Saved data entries

▼▼▼

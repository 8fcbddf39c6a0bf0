//! Argument validation shared by every [`Repository`](crate::Repository) implementation.
//!
//! All checks here run before the storage call is made.

use log::warn;
use mongodb::bson::{self, Bson, Document};
use serde::{de::DeserializeOwned, Serialize};

use crate::errors::DBError;
use crate::types::{DeleteResult, UpdateResult};

// Other top-level operators are left for the server to judge.
const LOGICAL_QUERY_OPERATORS: [&str; 3] = ["$and", "$or", "$nor"];

pub fn to_document<T: Serialize>(item: &T) -> Result<Document, DBError> {
    match bson::to_bson(item)? {
        Bson::Document(doc) => Ok(doc),
        _ => Err(reject(DBError::WrongType("value"))),
    }
}

pub fn from_document<T: DeserializeOwned>(doc: Document) -> Result<T, DBError> {
    let item = bson::from_bson(Bson::Document(doc))?;
    Ok(item)
}

/// Logs a handled failure and hands it back for returning.
pub(crate) fn reject(err: DBError) -> DBError {
    warn!("{}", err);
    err
}

pub fn require<'a>(arg: Option<&'a Document>, name: &'static str) -> Result<&'a Document, DBError> {
    arg.ok_or_else(|| reject(DBError::MissingArgument(name)))
}

pub fn validate_field_name(field_name: Option<&str>) -> Result<&str, DBError> {
    match field_name {
        Some(name) if !name.trim().is_empty() => Ok(name),
        _ => Err(reject(DBError::MissingArgument("field name"))),
    }
}

pub fn validate_query(query: &Document) -> Result<(), DBError> {
    for (key, value) in query {
        if !LOGICAL_QUERY_OPERATORS.contains(&key.as_str()) {
            continue;
        }

        let clauses = match value {
            Bson::Array(clauses) if !clauses.is_empty() => clauses,
            _ => return Err(malformed(format!("{} must be a non-empty array", key))),
        };
        for clause in clauses {
            match clause {
                Bson::Document(clause) => validate_query(clause)?,
                _ => return Err(malformed(format!("{} clauses must be documents", key))),
            }
        }
    }
    Ok(())
}

pub fn validate_update_spec(update: &Document) -> Result<(), DBError> {
    if update.is_empty() {
        return Err(malformed("update specification is empty".to_string()));
    }

    for (key, value) in update {
        if !key.starts_with('$') {
            return Err(malformed(format!("update field {} is not an update operator", key)));
        }
        if !matches!(value, Bson::Document(_)) {
            return Err(malformed(format!("argument to {} must be a document", key)));
        }
    }
    Ok(())
}

// Both modes look at matched before modified.
pub fn check_update_outcome(result: UpdateResult) -> Result<UpdateResult, DBError> {
    if result.matched_count == 0 {
        return Err(reject(DBError::NoMatch("update")));
    }
    if result.modified_count == 0 {
        return Err(reject(DBError::NoChange));
    }
    Ok(result)
}

pub fn check_delete_outcome(result: DeleteResult) -> Result<DeleteResult, DBError> {
    if result.deleted_count == 0 {
        return Err(reject(DBError::NoMatch("delete")));
    }
    Ok(result)
}

fn malformed(reason: String) -> DBError {
    reject(DBError::MalformedArgument(reason))
}

#[cfg(test)]
mod tests {
    use mongodb::bson::doc;
    use serde::{Deserialize, Serialize};

    use super::*;

    #[derive(Serialize, Deserialize, Debug, PartialEq)]
    struct Dog {
        name: String,
        age: i32,
    }

    #[test]
    fn test_to_document_rejects_non_documents() {
        assert!(matches!(to_document(&42), Err(DBError::WrongType(_))));
        assert!(matches!(to_document(&vec!["a", "b"]), Err(DBError::WrongType(_))));
        assert!(matches!(to_document(&None::<Dog>), Err(DBError::WrongType(_))));
    }

    #[test]
    fn test_document_conversion() {
        let dog = Dog { name: "Rex".to_string(), age: 3 };
        let doc = to_document(&dog).unwrap();
        assert_eq!(doc, doc! { "name": "Rex", "age": 3 });

        let back: Dog = from_document(doc).unwrap();
        assert_eq!(back, dog);

        assert!(matches!(
            from_document::<Dog>(doc! { "name": 7 }),
            Err(DBError::BsonDeserialization(_))
        ));
    }

    #[test]
    fn test_require() {
        let query = doc! { "a": 1 };
        assert_eq!(require(Some(&query), "query").unwrap(), &query);
        assert!(matches!(require(None, "query"), Err(DBError::MissingArgument("query"))));
    }

    #[test]
    fn test_empty_query_is_allowed() {
        assert!(validate_query(&doc! {}).is_ok());
    }

    #[test]
    fn test_validate_field_name() {
        assert_eq!(validate_field_name(Some("breed")).unwrap(), "breed");
        assert!(matches!(validate_field_name(None), Err(DBError::MissingArgument(_))));
        assert!(matches!(validate_field_name(Some("")), Err(DBError::MissingArgument(_))));
        assert!(matches!(validate_field_name(Some("  ")), Err(DBError::MissingArgument(_))));
    }

    #[test]
    fn test_validate_query() {
        assert!(validate_query(&doc! { "breed": "Labrador", "age": { "$gt": 2 } }).is_ok());
        assert!(validate_query(&doc! { "$or": [{ "a": 1 }, { "b": { "$in": [1, 2] } }] }).is_ok());
        assert!(validate_query(&doc! { "$expr": { "$gt": ["$a", "$b"] } }).is_ok());
    }

    #[test]
    fn test_unknown_top_level_operators_reach_the_server() {
        assert!(validate_query(&doc! { "$sampleRate": 0.5 }).is_ok());
        assert!(validate_query(&doc! { "$and": [{ "$comment": "x" }, { "a": 1 }] }).is_ok());
    }

    #[test]
    fn test_malformed_logical_operators() {
        assert!(matches!(
            validate_query(&doc! { "$or": [] }),
            Err(DBError::MalformedArgument(_))
        ));
        assert!(matches!(
            validate_query(&doc! { "$and": { "a": 1 } }),
            Err(DBError::MalformedArgument(_))
        ));
        assert!(matches!(
            validate_query(&doc! { "$nor": [1] }),
            Err(DBError::MalformedArgument(_))
        ));
        assert!(matches!(
            validate_query(&doc! { "$and": [{ "$or": "x" }] }),
            Err(DBError::MalformedArgument(_))
        ));
    }

    #[test]
    fn test_validate_update_spec() {
        assert!(validate_update_spec(&doc! { "$set": { "status": "closed" } }).is_ok());
        assert!(validate_update_spec(&doc! { "$inc": { "n": 1 }, "$unset": { "x": "" } }).is_ok());

        assert!(matches!(validate_update_spec(&doc! {}), Err(DBError::MalformedArgument(_))));
        assert!(matches!(
            validate_update_spec(&doc! { "status": "closed" }),
            Err(DBError::MalformedArgument(_))
        ));
        assert!(matches!(
            validate_update_spec(&doc! { "$set": "closed" }),
            Err(DBError::MalformedArgument(_))
        ));
    }

    #[test]
    fn test_update_outcome_checks_match_first() {
        let none = UpdateResult { matched_count: 0, modified_count: 0 };
        assert!(matches!(check_update_outcome(none), Err(DBError::NoMatch("update"))));

        let unchanged = UpdateResult { matched_count: 1, modified_count: 0 };
        assert!(matches!(check_update_outcome(unchanged), Err(DBError::NoChange)));

        let changed = UpdateResult { matched_count: 3, modified_count: 2 };
        assert_eq!(check_update_outcome(changed).unwrap(), changed);
    }

    #[test]
    fn test_delete_outcome() {
        assert!(matches!(
            check_delete_outcome(DeleteResult { deleted_count: 0 }),
            Err(DBError::NoMatch("delete"))
        ));
        let deleted = DeleteResult { deleted_count: 4 };
        assert_eq!(check_delete_outcome(deleted).unwrap(), deleted);
    }
}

▲▲▲

HOW TO COMPLETE THIS TASK:
The records above need copying. Do it exactly.

ANSWER SECTION:
repository 8fcbddf39c6a0bf0
//! Argument validation shared by every [`Repository`](crate::Repository) implementation.
//!
//! All checks here run before the storage call is made.

use log::warn;
use mongodb::bson::{self, Bson, Document};
use serde::{de::DeserializeOwned, Serialize};

use crate::errors::DBError;
use crate::types::{DeleteResult, UpdateResult};

// Other top-level operators are left for the server to judge.
const LOGICAL_QUERY_OPERATORS: [&str; 3] = ["$and", "$or", "$nor"];

pub fn to_document<T: Serialize>(item: &T) -> Result<Document, DBError> {
    match bson::to_bson(item)? {
        Bson::Document(doc) => Ok(doc),
        _ => Err(reject(DBError::WrongType("value"))),
    }
}

pub fn from_document<T: DeserializeOwned>(doc: Document) -> Result<T, DBError> {
    let item = bson::from_bson(Bson::Document(doc))?;
    Ok(item)
}

/// Logs a handled failure and hands it back for returning.
pub(crate) fn reject(err: DBError) -> DBError {
    warn!("{}", err);
    err
}

pub fn require<'a>(arg: Option<&'a Document>, name: &'static str) -> Result<&'a Document, DBError> {
    arg.ok_or_else(|| reject(DBError::MissingArgument(name)))
}

pub fn validate_field_name(field_name: Option<&str>) -> Result<&str, DBError> {
    match field_name {
        Some(name) if !name.trim().is_empty() => Ok(name),
        _ => Err(reject(DBError::MissingArgument("field name"))),
    }
}

pub fn validate_query(query: &Document) -> Result<(), DBError> {
    for (key, value) in query {
        if !LOGICAL_QUERY_OPERATORS.contains(&key.as_str()) {
            continue;
        }

        let clauses = match value {
            Bson::Array(clauses) if !clauses.is_empty() => clauses,
            _ => return Err(malformed(format!("{} must be a non-empty array", key))),
        };
        for clause in clauses {
            match clause {
                Bson::Document(clause) => validate_query(clause)?,
                _ => return Err(malformed(format!("{} clauses must be documents", key))),
            }
        }
    }
    Ok(())
}

pub fn validate_update_spec(update: &Document) -> Result<(), DBError> {
    if update.is_empty() {
        return Err(malformed("update specification is empty".to_string()));
    }

    for (key, value) in update {
        if !key.starts_with('$') {
            return Err(malformed(format!("update field {} is not an update operator", key)));
        }
        if !matches!(value, Bson::Document(_)) {
            return Err(malformed(format!("argument to {} must be a document", key)));
        }
    }
    Ok(())
}

// Both modes look at matched before modified.
pub fn check_update_outcome(result: UpdateResult) -> Result<UpdateResult, DBError> {
    if result.matched_count == 0 {
        return Err(reject(DBError::NoMatch("update")));
    }
    if result.modified_count == 0 {
        return Err(reject(DBError::NoChange));
    }
    Ok(result)
}

pub fn check_delete_outcome(result: DeleteResult) -> Result<DeleteResult, DBError> {
    if result.deleted_count == 0 {
        return Err(reject(DBError::NoMatch("delete")));
    }
    Ok(result)
}

fn malformed(reason: String) -> DBError {
    reject(DBError::MalformedArgument(reason))
}

#[cfg(test)]
mod tests {
    use mongodb::bson::doc;
    use serde::{Deserialize, Serialize};

    use super::*;

    #[derive(Serialize, Deserialize, Debug, PartialEq)]
    struct Dog {
        name: String,
        age: i32,
    }

    #[test]
    fn test_to_document_rejects_non_documents() {
        assert!(matches!(to_document(&42), Err(DBError::WrongType(_))));
        assert!(matches!(to_document(&vec!["a", "b"]), Err(DBError::WrongType(_))));
        assert!(matches!(to_document(&None::<Dog>), Err(DBError::WrongType(_))));
    }

    #[test]
    fn test_document_conversion() {
        let dog = Dog { name: "Rex".to_string(), age: 3 };
        let doc = to_document(&dog).unwrap();
        assert_eq!(doc, doc! { "name": "Rex", "age": 3 });

        let back: Dog = from_document(doc).unwrap();
        assert_eq!(back, dog);

        assert!(matches!(
            from_document::<Dog>(doc! { "name": 7 }),
            Err(DBError::BsonDeserialization(_))
        ));
    }

    #[test]
    fn test_require() {
        let query = doc! { "a": 1 };
        assert_eq!(require(Some(&query), "query").unwrap(), &query);
        assert!(matches!(require(None, "query"), Err(DBError::MissingArgument("query"))));
    }

    #[test]
    fn test_empty_query_is_allowed() {
        assert!(validate_query(&doc! {}).is_ok());
    }

    #[test]
    fn test_validate_field_name() {
        assert_eq!(validate_field_name(Some("breed")).unwrap(), "breed");
        assert!(matches!(validate_field_name(None), Err(DBError::MissingArgument(_))));
        assert!(matches!(validate_field_name(Some("")), Err(DBError::MissingArgument(_))));
        assert!(matches!(validate_field_name(Some("  ")), Err(DBError::MissingArgument(_))));
    }

    #[test]
    fn test_validate_query() {
        assert!(validate_query(&doc! { "breed": "Labrador", "age": { "$gt": 2 } }).is_ok());
        assert!(validate_query(&doc! { "$or": [{ "a": 1 }, { "b": { "$in": [1, 2] } }] }).is_ok());
        assert!(validate_query(&doc! { "$expr": { "$gt": ["$a", "$b"] } }).is_ok());
    }

    #[test]
    fn test_unknown_top_level_operators_reach_the_server() {
        assert!(validate_query(&doc! { "$sampleRate": 0.5 }).is_ok());
        assert!(validate_query(&doc! { "$and": [{ "$comment": "x" }, { "a": 1 }] }).is_ok());
    }

    #[test]
    fn test_malformed_logical_operators() {
        assert!(matches!(
            validate_query(&doc! { "$or": [] }),
            Err(DBError::MalformedArgument(_))
        ));
        assert!(matches!(
            validate_query(&doc! { "$and": { "a": 1 } }),
            Err(DBError::MalformedArgument(_))
        ));
        assert!(matches!(
            validate_query(&doc! { "$nor": [1] }),
            Err(DBError::MalformedArgument(_))
        ));
        assert!(matches!(
            validate_query(&doc! { "$and": [{ "$or": "x" }] }),
            Err(DBError::MalformedArgument(_))
        ));
    }

    #[test]
    fn test_validate_update_spec() {
        assert!(validate_update_spec(&doc! { "$set": { "status": "closed" } }).is_ok());
        assert!(validate_update_spec(&doc! { "$inc": { "n": 1 }, "$unset": { "x": "" } }).is_ok());

        assert!(matches!(validate_update_spec(&doc! {}), Err(DBError::MalformedArgument(_))));
        assert!(matches!(
            validate_update_spec(&doc! { "status": "closed" }),
            Err(DBError::MalformedArgument(_))
        ));
        assert!(matches!(
            validate_update_spec(&doc! { "$set": "closed" }),
            Err(DBError::MalformedArgument(_))
        ));
    }

    #[test]
    fn test_update_outcome_checks_match_first() {
        let none = UpdateResult { matched_count: 0, modified_count: 0 };
        assert!(matches!(check_update_outcome(none), Err(DBError::NoMatch("update"))));

        let unchanged = UpdateResult { matched_count: 1, modified_count: 0 };
        assert!(matches!(check_update_outcome(unchanged), Err(DBError::NoChange)));

        let changed = UpdateResult { matched_count: 3, modified_count: 2 };
        assert_eq!(check_update_outcome(changed).unwrap(), changed);
    }

    #[test]
    fn test_delete_outcome() {
        assert!(matches!(
            check_delete_outcome(DeleteResult { deleted_count: 0 }),
            Err(DBError::NoMatch("delete"))
        ));
        let deleted = DeleteResult { deleted_count: 4 };
        assert_eq!(check_delete_outcome(deleted).unwrap(), deleted);
    }
}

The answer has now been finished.